Parkville Adaptive Lacrosse, founded in 2001, has worked tirelessly to serve developmentally challenged players through one-on-one interactions to teach skills associated with the game. We talked about Marty’s initiative before in our Swax Lax blog, but Marty and his team have something brand new and exciting! Marty’s goal has been to create a ball with a sounding device, and with the help of the developer, Rod Boudreaux, they have done just that. 

Creating the Sonic Ball 

One year ago, Rod Boudreaux began working with students from The Maryland School for the Blind in the hopes to develop this new and innovative lacrosse ball. His work began by choosing which ball would be best for the job. They eventually chose our very own Swax Lax ball, and from there decided which sounds would work best within the moving object. Within the Swax Lax ball, they inserted a small rechargeable amplified computer, with two mp3 sounds, that uses a switch to control the power and a button for the sound to be played repeatedly. 

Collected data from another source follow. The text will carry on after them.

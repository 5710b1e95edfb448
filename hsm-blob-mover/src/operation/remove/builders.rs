/*
 * Copyright Amazon.com, Inc. or its affiliates. All Rights Reserved.
 * SPDX-License-Identifier: Apache-2.0
 */

use std::sync::Arc;

use tokio_util::sync::CancellationToken;

use crate::error::Error;

use super::{RemoveInputBuilder, RemoveOutput};

/// Fluent builder for removing an archived object
#[derive(Debug)]
pub struct RemoveFluentBuilder {
    handle: Arc<crate::client::Handle>,
    inner: RemoveInputBuilder,
}

impl RemoveFluentBuilder {
    pub(crate) fn new(handle: Arc<crate::client::Handle>) -> Self {
        Self {
            handle,
            inner: ::std::default::Default::default(),
        }
    }

    /// Issue the delete and wait for it to complete
    pub async fn send(self) -> Result<RemoveOutput, Error> {
        let input = self.inner.build()?;
        crate::operation::remove::Remove::orchestrate(self.handle, input).await
    }

    /// Name of the file relative to the mount root.
    pub fn object_name(mut self, input: impl Into<String>) -> Self {
        self.inner = self.inner.object_name(input);
        self
    }

    /// Name of the file relative to the mount root.
    pub fn get_object_name(&self) -> &Option<String> {
        self.inner.get_object_name()
    }

    /// Token used to cancel the request
    pub fn cancellation_token(mut self, input: CancellationToken) -> Self {
        self.inner = self.inner.cancellation_token(input);
        self
    }
}

impl RemoveInputBuilder {
    /// Remove with this input using the given client.
    pub async fn send_with(self, client: &crate::Client) -> Result<RemoveOutput, Error> {
        let mut fluent_builder = client.remove();
        fluent_builder.inner = self;
        fluent_builder.send().await
    }
}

This new sonic ball allows blind players, through sound, to learn skills and fundamentals of the game they weren’t able to before. This ball is truly a benefit to Parkville Adaptive’s initiative and a major step forward for those in the blind community interested in playing lacrosse. 

The Trial Run 

On October 17, the ball was trialed at The Maryland School for the Blind, and according to Mr. Boudreaux, the trial went smoothly and better than expected. Fortunately, the three sonic balls were able to last the entire session without needing to be recharged, and the students were able to learn and perform several aspects of the game, including ground balls and shooting. 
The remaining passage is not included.